### TASK PROMPT
Check each line of the entries below for the word "Admin", and copy out the ones that have it.

### SUPPLIED RECORDS
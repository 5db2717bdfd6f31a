use serde::{Deserialize, Serialize};
use strum_macros::{Display, EnumString};

/// Actor roles the workflow cares about. Hr and Admin review leave;
/// Employee submits and edits their own requests.
#[derive(
    Debug, Copy, Clone, Eq, PartialEq, Hash, Serialize, Deserialize, Display, EnumString,
)]
#[serde(rename_all = "lowercase")]
#[strum(serialize_all = "lowercase", ascii_case_insensitive)]
pub enum Role {
    Admin,
    Hr,
    Employee,
}

impl Role {
    pub fn can_review(&self) -> bool {
        matches!(self, Role::Admin | Role::Hr)
    }
}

### ANSWER BOX
/// Actor roles the workflow cares about. Hr and Admin review leave;
    Admin,
        matches!(self, Role::Admin | Role::Hr)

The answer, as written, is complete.